[Source data]
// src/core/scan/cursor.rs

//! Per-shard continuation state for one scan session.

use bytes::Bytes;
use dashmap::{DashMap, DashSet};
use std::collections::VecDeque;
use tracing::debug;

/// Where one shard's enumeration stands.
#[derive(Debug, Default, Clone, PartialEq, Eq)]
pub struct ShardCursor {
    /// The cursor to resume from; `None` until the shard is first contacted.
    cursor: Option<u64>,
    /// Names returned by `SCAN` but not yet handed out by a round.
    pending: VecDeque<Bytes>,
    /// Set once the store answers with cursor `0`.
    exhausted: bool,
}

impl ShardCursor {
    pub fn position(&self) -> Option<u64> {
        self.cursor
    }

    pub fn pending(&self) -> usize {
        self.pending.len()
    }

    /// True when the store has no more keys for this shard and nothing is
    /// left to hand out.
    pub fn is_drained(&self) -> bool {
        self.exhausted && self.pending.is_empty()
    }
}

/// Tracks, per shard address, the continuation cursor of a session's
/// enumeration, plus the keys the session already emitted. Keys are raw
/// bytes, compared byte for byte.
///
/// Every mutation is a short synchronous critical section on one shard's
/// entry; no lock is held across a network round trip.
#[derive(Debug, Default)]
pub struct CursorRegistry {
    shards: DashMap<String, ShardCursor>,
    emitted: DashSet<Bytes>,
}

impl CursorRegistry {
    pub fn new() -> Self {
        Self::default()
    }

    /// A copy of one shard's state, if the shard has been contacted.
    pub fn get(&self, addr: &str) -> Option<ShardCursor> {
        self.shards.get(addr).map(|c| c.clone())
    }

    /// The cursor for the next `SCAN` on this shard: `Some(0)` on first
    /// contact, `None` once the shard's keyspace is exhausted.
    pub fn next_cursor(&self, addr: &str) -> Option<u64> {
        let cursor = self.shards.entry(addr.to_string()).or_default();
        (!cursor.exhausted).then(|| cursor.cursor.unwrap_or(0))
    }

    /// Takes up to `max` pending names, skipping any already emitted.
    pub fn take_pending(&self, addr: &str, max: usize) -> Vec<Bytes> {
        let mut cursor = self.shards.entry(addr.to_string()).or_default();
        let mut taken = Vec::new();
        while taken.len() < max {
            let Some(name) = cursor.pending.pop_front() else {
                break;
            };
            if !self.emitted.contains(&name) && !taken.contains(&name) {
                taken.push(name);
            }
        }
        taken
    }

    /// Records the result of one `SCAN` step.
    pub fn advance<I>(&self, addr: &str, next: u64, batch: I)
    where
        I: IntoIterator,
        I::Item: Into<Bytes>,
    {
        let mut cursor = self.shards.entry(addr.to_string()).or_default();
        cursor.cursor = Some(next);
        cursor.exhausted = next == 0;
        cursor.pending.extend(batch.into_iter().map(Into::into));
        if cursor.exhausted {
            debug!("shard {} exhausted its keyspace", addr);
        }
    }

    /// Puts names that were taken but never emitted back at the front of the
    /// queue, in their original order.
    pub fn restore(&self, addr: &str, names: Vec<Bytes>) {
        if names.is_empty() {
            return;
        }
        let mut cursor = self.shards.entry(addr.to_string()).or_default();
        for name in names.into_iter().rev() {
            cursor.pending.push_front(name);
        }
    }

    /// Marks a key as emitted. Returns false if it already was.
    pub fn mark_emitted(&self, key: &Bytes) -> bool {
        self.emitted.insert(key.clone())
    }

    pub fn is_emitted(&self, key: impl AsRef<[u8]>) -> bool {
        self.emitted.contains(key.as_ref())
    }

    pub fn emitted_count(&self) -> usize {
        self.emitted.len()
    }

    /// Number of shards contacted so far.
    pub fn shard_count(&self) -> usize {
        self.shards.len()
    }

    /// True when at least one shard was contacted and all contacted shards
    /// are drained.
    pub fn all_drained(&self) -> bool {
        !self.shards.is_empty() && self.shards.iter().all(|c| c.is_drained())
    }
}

## Directions for this task
Give the number of lines in the entries above that contain the string "struct", and nothing more.

## Written answer
2